The third book, A German Requiem, is set after the war, 1947, with Berlin patrolled by Russian soldiers. I never learned in school that the Russians basically raped their way across Germany after the defeat, and while Kerr has some Russian characters who display intelligence and cunning, he is very harsh on their methods, and clear on the brutality they enjoy inflicting on the locals under their control. Gunther is back in Berlin, after a stint as a Russian prisoner of war. He chose to go to the eastern front rather than work with the SS rounding up Jews, Communists, and others deemed un-German. He’s married, and his wife works at an American PX and is able to sneak food home for herself and Gunther. He’s approached by a Russian intelligence officer to take a case trying to prove the innocence of a former friend from the Kripo who is under arrest for killing an American soldier in Vienna. Gunther takes the case, in part because he learns what his wife has been doing to procure those extra rations. He is sent to Vienna by the Russian, with a cover story of dealing in cigarettes. He has to navigate with the Americans, the Austrians, and the Russians, who all want something from him and who would all be willing to let him die if it would be convenient. I’m still not sure what the exact difference is between a chocolady and a prostitute, but I am clear that any woman who fell into such a life after the war is never to be judged for doing it if it meant the difference between death and meager survival. This book is more of an espionage thriller than straight detective novel, with the various factions crossing and double crossing each other. There are a couple scenes of graphic violence and torture, not for the faint of heart. They add to the feeling of fear and doom hanging over these people, the dread that they could be rounded up at any time on the thinnest of charges and put to death.

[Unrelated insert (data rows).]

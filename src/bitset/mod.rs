//! # Sparse Long Bit-Set
//!
//! [`LongBitSet`] is a set of `i64` identifiers with near-O(1) membership
//! and compact storage for clustered ids. It backs record-id candidate
//! sets during queries, where ids are dense near the low end of the range
//! but the key space is the full 64 bits.
//!
//! ## Partitioning
//!
//! The high 44 bits of an id select a partition; the low 20 bits address a
//! bit inside that partition's dense array:
//!
//! ```text
//! id: siiiiiiii...iiiii pppppppppppppppppppp
//!     └── partition key ┘└── 20-bit position ┘
//!           (id >> 20)        (id & 0xFFFFF)
//! ```
//!
//! Each partition covers 2^20 ids (~128 KiB fully populated) and is
//! allocated lazily, growing word-by-word toward the highest bit it
//! holds. The shift is arithmetic, so ids of small magnitude with either
//! sign cluster into a handful of partitions.
//!
//! ## Concurrency
//!
//! Not internally synchronized. A `LongBitSet` is confined to a single
//! logical operation (a query, a cache entry); sharing one across threads
//! requires an external lock.

use hashbrown::HashMap;

/// Bits addressed inside one partition.
const VALUE_BITS: u32 = 20;

/// Mask extracting the in-partition position from an id.
const VALUE_MASK: i64 = (1 << VALUE_BITS) - 1;

/// 64-bit words needed for a fully populated partition.
const PARTITION_WORDS: usize = 1 << (VALUE_BITS - 6);

/// A set of `i64` ids, partitioned into lazily grown dense bit arrays.
#[derive(Debug, Clone, Default)]
pub struct LongBitSet {
    partitions: HashMap<i64, Partition>,
}

#[derive(Debug, Clone, Default)]
struct Partition {
    words: Vec<u64>,
}

impl Partition {
    fn get(&self, pos: usize) -> bool {
        let word = pos >> 6;
        word < self.words.len() && self.words[word] & (1u64 << (pos & 63)) != 0
    }

    fn set(&mut self, pos: usize) -> bool {
        let word = pos >> 6;
        if word >= self.words.len() {
            self.words.resize(word + 1, 0);
        }
        let mask = 1u64 << (pos & 63);
        let was_set = self.words[word] & mask != 0;
        self.words[word] |= mask;
        !was_set
    }

    fn clear(&mut self, pos: usize) {
        let word = pos >> 6;
        if word < self.words.len() {
            self.words[word] &= !(1u64 << (pos & 63));
        }
    }

    fn is_empty(&self) -> bool {
        self.words.iter().all(|w| *w == 0)
    }

    fn count(&self) -> usize {
        self.words.iter().map(|w| w.count_ones() as usize).sum()
    }
}

fn partition_key(id: i64) -> i64 {
    id >> VALUE_BITS
}

fn position(id: i64) -> usize {
    (id & VALUE_MASK) as usize
}

impl LongBitSet {
    pub fn new() -> Self {
        Self::default()
    }

    /// Adds `id` to the set. Returns true iff the bit transitioned 0 -> 1.
    pub fn set(&mut self, id: i64) -> bool {
        debug_assert!(position(id) < PARTITION_WORDS * 64);
        self.partitions
            .entry(partition_key(id))
            .or_default()
            .set(position(id))
    }

    /// Sets or clears the bit for `id`. Clearing a bit in an absent
    /// partition is a no-op and does not materialize the partition.
    pub fn set_value(&mut self, id: i64, value: bool) {
        if value {
            self.set(id);
        } else if let Some(partition) = self.partitions.get_mut(&partition_key(id)) {
            partition.clear(position(id));
        }
    }

    pub fn get(&self, id: i64) -> bool {
        self.partitions
            .get(&partition_key(id))
            .is_some_and(|p| p.get(position(id)))
    }

    /// Alias of [`LongBitSet::get`].
    pub fn contains(&self, id: i64) -> bool {
        self.get(id)
    }

    pub fn len(&self) -> usize {
        self.partitions.values().map(Partition::count).sum()
    }

    pub fn is_empty(&self) -> bool {
        self.partitions.values().all(Partition::is_empty)
    }

    /// Lazy ascending iterator over the set's ids, ordered across
    /// partitions and within each partition. Partition keys are sorted
    /// once up front; bits stream out per partition.
    pub fn iter(&self) -> Iter<'_> {
        let mut keys: Vec<i64> = self
            .partitions
            .iter()
            .filter(|(_, p)| !p.is_empty())
            .map(|(k, _)| *k)
            .collect();
        keys.sort_unstable();
        Iter {
            set: self,
            keys,
            key_index: 0,
            word_index: 0,
            pending: 0,
        }
    }

    /// Folds every id of `other` into this set.
    pub fn union_with(&mut self, other: &LongBitSet) {
        for (key, partition) in &other.partitions {
            let target = self.partitions.entry(*key).or_default();
            if target.words.len() < partition.words.len() {
                target.words.resize(partition.words.len(), 0);
            }
            for (word, bits) in partition.words.iter().enumerate() {
                target.words[word] |= bits;
            }
        }
    }

    /// Keeps only ids present in both sets.
    pub fn intersect_with(&mut self, other: &LongBitSet) {
        self.partitions.retain(|key, partition| {
            match other.partitions.get(key) {
                Some(theirs) => {
                    for (word, bits) in partition.words.iter_mut().enumerate() {
                        *bits &= theirs.words.get(word).copied().unwrap_or(0);
                    }
                    !partition.is_empty()
                }
                None => false,
            }
        });
    }
}

impl<'a> IntoIterator for &'a LongBitSet {
    type Item = i64;
    type IntoIter = Iter<'a>;

    fn into_iter(self) -> Self::IntoIter {
        self.iter()
    }
}

impl FromIterator<i64> for LongBitSet {
    fn from_iter<T: IntoIterator<Item = i64>>(iter: T) -> Self {
        let mut set = LongBitSet::new();
        for id in iter {
            set.set(id);
        }
        set
    }
}

pub struct Iter<'a> {
    set: &'a LongBitSet,
    keys: Vec<i64>,
    key_index: usize,
    word_index: usize,
    pending: u64,
}

impl Iterator for Iter<'_> {
    type Item = i64;

    fn next(&mut self) -> Option<i64> {
        loop {
            if self.pending != 0 {
                let bit = self.pending.trailing_zeros() as usize;
                self.pending &= self.pending - 1;
                let key = self.keys[self.key_index];
                let pos = ((self.word_index - 1) << 6) | bit;
                return Some((key << VALUE_BITS) + pos as i64);
            }
            let key = *self.keys.get(self.key_index)?;
            // Partition cannot disappear while the borrow is held.
            let partition = &self.set.partitions[&key];
            match partition.words.get(self.word_index) {
                Some(word) => {
                    self.pending = *word;
                    self.word_index += 1;
                }
                None => {
                    self.key_index += 1;
                    self.word_index = 0;
                }
            }
        }
    }
}

#[cfg(test)]
mod tests {
    use super::*;

    #[test]
    fn set_reports_the_zero_to_one_transition_exactly_once() {
        let mut set = LongBitSet::new();
        assert!(set.set(47));
        assert!(!set.set(47));
        set.set_value(47, false);
        assert!(set.set(47));
    }

    #[test]
    fn clearing_an_absent_id_does_not_materialize_a_partition() {
        let mut set = LongBitSet::new();
        set.set_value(1 << 30, false);
        assert!(set.partitions.is_empty());
    }

    #[test]
    fn membership_matches_partition_and_position() {
        let mut set = LongBitSet::new();
        for id in [0, 1, (1 << 20) - 1, 1 << 20, i64::MAX, i64::MIN] {
            set.set(id);
            assert!(set.contains(id), "id {} SHOULD be present", id);
        }
        assert!(!set.contains(2));
        assert_eq!(set.len(), 6);
    }

    #[test]
    fn negative_ids_share_the_arithmetic_shift_partitioning() {
        let mut set = LongBitSet::new();
        assert!(set.set(-1));
        assert!(set.set(-1048577));
        assert!(!set.set(-1));
        assert!(set.contains(-1));
        assert!(set.contains(-1048577));
        let ids: Vec<i64> = set.iter().collect();
        assert_eq!(ids, vec![-1048577, -1]);
    }

    #[test]
    fn iteration_is_ascending_across_partitions() {
        let ids = [-5_000_000, -1, 0, 7, 1_048_576, 99_999_999_999];
        let set: LongBitSet = ids.iter().copied().collect();
        let out: Vec<i64> = set.iter().collect();
        assert_eq!(out, ids);
    }

    #[test]
    fn union_and_intersection_fold_partitions() {
        let a: LongBitSet = [1, 2, 3, 1 << 21].iter().copied().collect();
        let b: LongBitSet = [2, 3, 4].iter().copied().collect();

        let mut union = a.clone();
        union.union_with(&b);
        assert_eq!(union.iter().collect::<Vec<_>>(), vec![1, 2, 3, 4, 1 << 21]);

        let mut intersection = a;
        intersection.intersect_with(&b);
        assert_eq!(intersection.iter().collect::<Vec<_>>(), vec![2, 3]);
    }
}
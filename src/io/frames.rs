//! # Length-Prefixed, Checksummed Frames
//!
//! Buffer segments and sealed database blocks share one frame format:
//!
//! ```text
//! +----------------+----------------+------------------+
//! | payload length | CRC-64         | payload          |
//! | 4 bytes BE     | 8 bytes BE     | (length bytes)   |
//! +----------------+----------------+------------------+
//! ```
//!
//! The checksum covers only the payload. A frame whose checksum fails
//! validation marks the end of usable data during replay: the append
//! protocol writes frames in order and syncs, so a bad frame can only be
//! the torn tail of an interrupted write.

use eyre::{bail, Result};
use zerocopy::big_endian::{U32, U64};
use zerocopy::{FromBytes, Immutable, IntoBytes, KnownLayout};

use crate::config::SEGMENT_FRAME_HEADER_SIZE;

const CRC64: crc::Crc<u64> = crc::Crc::<u64>::new(&crc::CRC_64_ECMA_182);

#[repr(C)]
#[derive(Debug, Clone, Copy, FromBytes, IntoBytes, Immutable, KnownLayout)]
pub struct FrameHeader {
    pub length: U32,
    pub checksum: U64,
}

const _: () = assert!(std::mem::size_of::<FrameHeader>() == SEGMENT_FRAME_HEADER_SIZE);

pub fn checksum(payload: &[u8]) -> u64 {
    CRC64.checksum(payload)
}

/// Appends a framed payload to `out`.
pub fn encode_frame(payload: &[u8], out: &mut Vec<u8>) {
    let header = FrameHeader {
        length: U32::new(payload.len() as u32),
        checksum: U64::new(checksum(payload)),
    };
    out.extend_from_slice(header.as_bytes());
    out.extend_from_slice(payload);
}

/// The total on-disk size of a frame holding `payload_len` bytes.
pub fn frame_size(payload_len: usize) -> usize {
    SEGMENT_FRAME_HEADER_SIZE + payload_len
}

/// Outcome of decoding one frame from a byte region.
pub enum Frame<'a> {
    /// A valid frame and the offset just past it.
    Valid { payload: &'a [u8], next: usize },
    /// The region ends cleanly at this offset.
    End,
    /// Bytes remain but do not form a valid frame (torn tail).
    Torn,
}

/// Decodes the frame starting at `offset`, distinguishing a clean end, a
/// valid frame, and a torn tail.
pub fn decode_frame(bytes: &[u8], offset: usize) -> Frame<'_> {
    if offset == bytes.len() {
        return Frame::End;
    }
    if offset + SEGMENT_FRAME_HEADER_SIZE > bytes.len() {
        return Frame::Torn;
    }
    let header = match FrameHeader::read_from_bytes(&bytes[offset..offset + SEGMENT_FRAME_HEADER_SIZE]) {
        Ok(header) => header,
        Err(_) => return Frame::Torn,
    };
    let payload_start = offset + SEGMENT_FRAME_HEADER_SIZE;
    let payload_end = payload_start + header.length.get() as usize;
    if payload_end > bytes.len() {
        return Frame::Torn;
    }
    let payload = &bytes[payload_start..payload_end];
    if checksum(payload) != header.checksum.get() {
        return Frame::Torn;
    }
    Frame::Valid {
        payload,
        next: payload_end,
    }
}

/// Iterates every valid frame in `bytes`, failing on a torn tail when
/// `strict` (sealed blocks are written atomically, so a torn block is
/// corruption, not an interrupted append).
pub fn decode_all<'a>(bytes: &'a [u8], strict: bool) -> Result<Vec<&'a [u8]>> {
    let mut frames = Vec::new();
    let mut offset = 0;
    loop {
        match decode_frame(bytes, offset) {
            Frame::Valid { payload, next } => {
                frames.push(payload);
                offset = next;
            }
            Frame::End => return Ok(frames),
            Frame::Torn => {
                if strict {
                    bail!(
                        "corrupted frame at offset {} of a {}-byte sealed region",
                        offset,
                        bytes.len()
                    );
                }
                return Ok(frames);
            }
        }
    }
}

#[cfg(test)]
mod tests {
    use super::*;

    #[test]
    fn frames_round_trip_in_sequence() {
        let mut bytes = Vec::new();
        encode_frame(b"first", &mut bytes);
        encode_frame(b"second", &mut bytes);
        let frames = decode_all(&bytes, true).unwrap();
        assert_eq!(frames, vec![b"first".as_slice(), b"second".as_slice()]);
    }

    #[test]
    fn torn_tail_ends_lenient_decoding() {
        let mut bytes = Vec::new();
        encode_frame(b"kept", &mut bytes);
        encode_frame(b"torn", &mut bytes);
        bytes.truncate(bytes.len() - 2);
        let frames = decode_all(&bytes, false).unwrap();
        assert_eq!(frames, vec![b"kept".as_slice()]);
        assert!(decode_all(&bytes, true).is_err());
    }

    #[test]
    fn corrupted_payload_fails_the_checksum() {
        let mut bytes = Vec::new();
        encode_frame(b"payload", &mut bytes);
        let last = bytes.len() - 1;
        bytes[last] ^= 0xFF;
        assert!(matches!(decode_frame(&bytes, 0), Frame::Torn));
    }

    #[test]
    fn frame_size_accounts_for_the_header() {
        assert_eq!(frame_size(0), crate::config::SEGMENT_FRAME_HEADER_SIZE);
        assert_eq!(frame_size(100), crate::config::SEGMENT_FRAME_HEADER_SIZE + 100);
    }
}
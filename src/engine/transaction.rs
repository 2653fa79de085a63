//! # Transactions
//!
//! A transaction is an atomic operation stretched across a client
//! session: opened with [`crate::engine::Engine::stage`], carried
//! between calls, and resolved with `commit` or `abort`. It inherits the
//! atomic operation's optimistic validation, staged visibility, and
//! version-change notification wholesale; the only difference is the
//! session-shaped surface.

use std::ops::{Deref, DerefMut};

use eyre::Result;

use super::atomic::AtomicOperation;

pub struct Transaction<'a> {
    operation: AtomicOperation<'a>,
}

impl<'a> Transaction<'a> {
    pub(crate) fn open(operation: AtomicOperation<'a>) -> Self {
        Self { operation }
    }

    /// Commits the staged writes; false when a watched region changed.
    pub fn commit(self) -> Result<bool> {
        self.operation.commit()
    }

    /// Discards the session's staged writes.
    pub fn abort(self) {
        self.operation.abort();
    }
}

impl<'a> Deref for Transaction<'a> {
    type Target = AtomicOperation<'a>;

    fn deref(&self) -> &Self::Target {
        &self.operation
    }
}

impl DerefMut for Transaction<'_> {
    fn deref_mut(&mut self) -> &mut Self::Target {
        &mut self.operation
    }
}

I enjoyed Kerr’s books, and plan on reading more as soon as I can clear up the odd block on my library card. For those already fans of Kerr’s works, I recommend J. Robert Jane’s series about the team of St-Cyr of the Surete and Kohler of the Gestapo, investigating murders in occupied Paris. Janes’ writing can get convoluted at times, but the series is a brilliant and fascinating look at a time and place most of us know little about. It dwells in the grey areas of life, the little concessions you have to make to achieve a better good. It’s the kind of series ripe for adaptation by the BBC/PBS.